# PROBLEM DESCRIPTION:
Go through the data below. List every line that holds the word "Whether".
*** SOURCE DATA Section Begins ***
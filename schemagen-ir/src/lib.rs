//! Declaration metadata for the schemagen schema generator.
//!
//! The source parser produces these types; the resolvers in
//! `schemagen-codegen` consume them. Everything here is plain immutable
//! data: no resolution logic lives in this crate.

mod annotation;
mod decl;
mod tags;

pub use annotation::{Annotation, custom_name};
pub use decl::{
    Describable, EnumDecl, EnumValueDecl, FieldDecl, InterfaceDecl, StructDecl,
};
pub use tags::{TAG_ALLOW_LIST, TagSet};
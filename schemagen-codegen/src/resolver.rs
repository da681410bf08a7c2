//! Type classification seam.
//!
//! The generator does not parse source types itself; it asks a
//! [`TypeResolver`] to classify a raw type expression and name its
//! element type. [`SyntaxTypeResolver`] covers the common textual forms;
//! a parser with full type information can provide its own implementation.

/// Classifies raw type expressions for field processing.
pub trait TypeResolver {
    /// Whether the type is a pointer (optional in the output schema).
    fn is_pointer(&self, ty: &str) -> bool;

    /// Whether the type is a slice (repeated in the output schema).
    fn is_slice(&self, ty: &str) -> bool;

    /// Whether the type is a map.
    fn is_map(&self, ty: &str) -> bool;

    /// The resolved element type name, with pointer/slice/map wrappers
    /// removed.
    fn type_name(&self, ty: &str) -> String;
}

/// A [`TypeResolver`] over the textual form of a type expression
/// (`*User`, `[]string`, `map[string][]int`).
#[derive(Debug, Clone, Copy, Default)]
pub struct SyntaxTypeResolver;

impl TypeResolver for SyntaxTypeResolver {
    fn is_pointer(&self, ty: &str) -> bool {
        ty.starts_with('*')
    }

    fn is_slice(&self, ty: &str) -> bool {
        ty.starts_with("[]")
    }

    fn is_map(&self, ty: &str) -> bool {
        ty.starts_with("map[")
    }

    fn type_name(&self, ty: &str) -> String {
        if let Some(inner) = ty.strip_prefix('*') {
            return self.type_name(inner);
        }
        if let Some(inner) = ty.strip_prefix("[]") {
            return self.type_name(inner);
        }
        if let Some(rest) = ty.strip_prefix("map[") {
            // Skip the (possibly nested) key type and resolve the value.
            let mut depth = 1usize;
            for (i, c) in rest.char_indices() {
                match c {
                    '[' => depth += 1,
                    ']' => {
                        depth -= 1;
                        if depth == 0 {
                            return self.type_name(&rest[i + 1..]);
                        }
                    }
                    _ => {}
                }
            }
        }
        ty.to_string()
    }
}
*** SOURCE DATA Section Ends ***
# COMPLETED TASK:
    /// Whether the type is a pointer (optional in the output schema).
    /// Whether the type is a slice (repeated in the output schema).
    /// Whether the type is a map.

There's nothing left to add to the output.